14 The primary judge also noted two Australian cases: R E Hayman v Neill [1960] AR 363 and Crosilla v Challenge Property Services [1982[ 2 IR 448. In Hayman a Full Bench of the New South Wales Industrial Commission expressed the opinion (at 370) "that to be a part of a business the part must itself constitute a business". In Crosilla the South Australian Industrial Court held there had not been a transmission of a business where a motel proprietor ceased to employ its own cleaning staff and, instead, contracted with a cleaning company for the provision of cleaning services. The applicant had been employed as a cleaner by the motel proprietor but, upon conclusion of the "outsourcing" agreement, became employed by the cleaning contractor. She continued to perform the same duties. The legislation defined "business" as including a part of a business. Nonetheless, the claim failed. Richards J held at 457:
"In order to constitute a transmission of business, or part of the business, it must be shown that the business itself, or a severable part of the business itself,has been transferred to the transmittee. It is not sufficient merely to show that, as a result of the contract entered into with a contractor, the contractor has been given a licence to enter the principal's premises to perform certain functions, which are ancillary to the running of the business, by the principal." [Original emphasis]

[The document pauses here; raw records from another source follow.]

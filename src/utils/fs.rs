//! Filesystem helpers

use std::{fs, io::Write, path::Path};

/// Replace `path` with `contents` in one rename so readers never see a partial file
pub fn atomic_write(path: &Path, contents: &[u8]) -> std::io::Result<()> {
    if let Some(parent) = path.parent() {
        if !parent.as_os_str().is_empty() {
            fs::create_dir_all(parent)?;
        }
    }

    let mut tmp_name = path.as_os_str().to_owned();
    tmp_name.push(".tmp");
    let tmp_path = Path::new(&tmp_name);

    let mut file = fs::File::create(tmp_path)?;
    file.write_all(contents)?;
    file.sync_all()?;
    drop(file);

    fs::rename(tmp_path, path)
}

15 After referring to these decisions, the primary judge said:
"With this background I return to the immediate case. It raises issues which have not directly been dealt with in any of the decided cases. On the one hand, ATOF and Health Services might be seen as supporting the proposition that a person who commences to conduct a group of activities formerly conducted as part of a predecessor's business is himself conducting a part of that business. However I do not take those cases to be suggesting that a substantial identity between the activities carried on by the two successive entities is, on its own, sufficient to establish succession under s149(1)(d). If it were, it would, for example, encompass the contracting out of cleaning work in Crosilla, a decision which, with respect, I think is patently correct.

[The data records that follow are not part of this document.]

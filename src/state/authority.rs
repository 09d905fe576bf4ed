//! Timer authority: sole owner and writer of the canonical timer state

use std::sync::Arc;
use tokio::sync::watch;
use tracing::{debug, info, warn};

use super::{Clock, Phase, PhaseDurations, SnapshotStore, StartRequest, TimerState};
use crate::{
    blocking::RuleSync,
    error::Result,
    services::{Badge, Notice, NoticeScope},
};

/// Collaborators handed to the authority at startup
pub struct AuthorityParts {
    pub store: Box<dyn SnapshotStore>,
    pub rules: RuleSync,
    pub notices: NoticeScope,
    pub clock: Arc<dyn Clock>,
    /// Durations used when no snapshot exists yet
    pub defaults: PhaseDurations,
}

/// The timer state machine.
///
/// Every mutation persists the snapshot, re-derives the blocking rules and
/// refreshes the badge. Side-effect failures are logged and never stop the
/// countdown.
pub struct Authority {
    timer: TimerState,
    store: Box<dyn SnapshotStore>,
    rules: RuleSync,
    notices: NoticeScope,
    clock: Arc<dyn Clock>,
    badge: watch::Sender<Badge>,
}

impl Authority {
    /// Rebuild the authority from the persisted snapshot.
    ///
    /// A running timer resumes from wall-clock time; one whose phase ran out
    /// while the process was gone transitions immediately. Rules are always
    /// re-derived since they do not survive the host process.
    pub fn restore(parts: AuthorityParts) -> Self {
        let now = parts.clock.now();
        let snapshot = match parts.store.load() {
            Ok(snapshot) => snapshot,
            Err(e) => {
                warn!("Failed to read timer snapshot, starting idle: {}", e);
                None
            }
        };
        let timer = snapshot.unwrap_or_else(|| TimerState::idle(parts.defaults, now));
        let (badge, _) = watch::channel(Badge::for_state(&timer));

        let mut authority = Self {
            timer,
            store: parts.store,
            rules: parts.rules,
            notices: parts.notices,
            clock: parts.clock,
            badge,
        };

        if !authority.timer.is_running {
            info!("Starting idle");
            authority.sync_rules();
            authority.publish_badge();
        } else if authority.timer.live_remaining(now) > 0 {
            authority.timer = authority.timer.projected(now);
            info!(
                "Resuming {} phase with {}s remaining",
                authority.timer.phase.as_str(),
                authority.timer.remaining_seconds
            );
            authority.commit();
        } else {
            info!("{} phase expired while stopped, transitioning now", authority.timer.phase.as_str());
            authority.expire(now);
        }

        authority
    }

    /// Begin a work phase with the requested durations; ignored while running
    pub fn start(&mut self, request: &StartRequest) -> Result<TimerState> {
        let durations = request.durations()?;
        if self.timer.is_running {
            info!("Start ignored, timer already running");
            return Ok(self.state());
        }

        let now = self.clock.now();
        self.timer = TimerState {
            is_running: true,
            ..TimerState::idle(durations, now)
        };
        info!(
            "Timer started: work={}s break={:?}",
            durations.work_seconds, durations.break_seconds
        );
        self.commit();
        Ok(self.state())
    }

    /// Idle immediately with the full work duration restored
    pub fn stop(&mut self) -> TimerState {
        let now = self.clock.now();
        if self.timer.is_running {
            info!("Timer stopped");
        } else {
            debug!("Stop while idle");
        }
        self.timer = TimerState::idle(self.timer.durations(), now);
        self.commit();
        self.state()
    }

    /// End the current phase now, as if it had run out
    pub fn complete_phase(&mut self) -> TimerState {
        if !self.timer.is_running {
            debug!("Phase completion ignored while idle");
            return self.state();
        }
        let now = self.clock.now();
        self.expire(now);
        self.state()
    }

    /// Advance the countdown to the current wall-clock time.
    ///
    /// Called about once per second. The anchor only moves by whole seconds
    /// so a late or early tick never loses time. If the clock was set back, the
    /// anchor follows it and counting resumes from the next tick.
    pub fn tick(&mut self) -> TimerState {
        let now = self.clock.now();
        if self.timer.is_running {
            let elapsed = self.timer.elapsed_whole_seconds(now);
            if elapsed >= self.timer.remaining_seconds {
                self.expire(now);
            } else if elapsed > 0 || self.timer.anchored_after(now) {
                self.timer = self.timer.projected(now);
                self.persist();
                self.publish_badge();
            }
        }
        self.notices.sweep(now);
        self.timer.clone()
    }

    /// Live state without mutating anything
    pub fn state(&self) -> TimerState {
        self.timer.projected(self.clock.now())
    }

    pub fn blocking_active(&self) -> bool {
        self.timer.blocking_active()
    }

    pub fn remaining_seconds(&self) -> u64 {
        self.timer.live_remaining(self.clock.now())
    }

    pub fn rules(&self) -> &RuleSync {
        &self.rules
    }

    pub fn subscribe_badge(&self) -> watch::Receiver<Badge> {
        self.badge.subscribe()
    }

    /// Write a final snapshot before the host process exits
    pub fn shutdown(&mut self) {
        let now = self.clock.now();
        self.timer = self.timer.projected(now);
        self.persist();
        info!("Timer snapshot saved for shutdown");
    }

    fn expire(&mut self, now: chrono::DateTime<chrono::Utc>) {
        let durations = self.timer.durations();
        let entered = match (self.timer.phase, durations.break_seconds) {
            (Phase::Work, Some(_)) => Some(Phase::Break),
            (Phase::Work, None) => None,
            (Phase::Break, _) => Some(Phase::Work),
        };

        self.timer = match entered {
            Some(phase) => TimerState {
                phase,
                remaining_seconds: durations.for_phase(phase),
                last_persisted_at: now,
                ..self.timer.clone()
            },
            None => TimerState::idle(durations, now),
        };

        match entered {
            Some(phase) => info!("Phase complete, entering {} phase", phase.as_str()),
            None => info!("Session complete"),
        }
        self.notices.replace(Notice::for_transition(entered, durations), now);
        self.commit();
    }

    fn commit(&mut self) {
        self.sync_rules();
        self.persist();
        self.publish_badge();
    }

    fn sync_rules(&mut self) {
        if let Err(e) = self.rules.synchronize(self.timer.blocking_active()) {
            warn!("Failed to update blocking rules, timer continues: {}", e);
        }
    }

    fn persist(&mut self) {
        if let Err(e) = self.store.save(&self.timer) {
            warn!("Failed to persist timer snapshot: {}", e);
        }
    }

    fn publish_badge(&self) {
        self.badge.send_replace(Badge::for_state(&self.timer));
    }
}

As Mr Dixon points out, the respondent has no direct interest in any of the transactions conducted from its premises. The profit from these transactions is retained by the bank, which makes a monthly payment to the respondent based on the number of transactions completed. The respondent has no discretion as to how the bank business is to be transacted. It cannot, for example, determine the interest rate upon which loans are to be granted. It is bound by the terms of the bragency agreement to conduct the whole of the bank's business in accordance with the bank's direction. In effect, the respondent has become the intermediary for transactions between the Byron Bay community and the bank, thus enabling the bank to continue its operations in that area. Can it then be said that the respondent is conducting part of the bank's business? In my opinion the answer must be in the negative. Certainly it could not be said that the part of the bank's business conducted by the respondent itself constitutes a business (Hayman). Nor has the respondent acquired a going concern which it can conduct without interruption (Kenmir).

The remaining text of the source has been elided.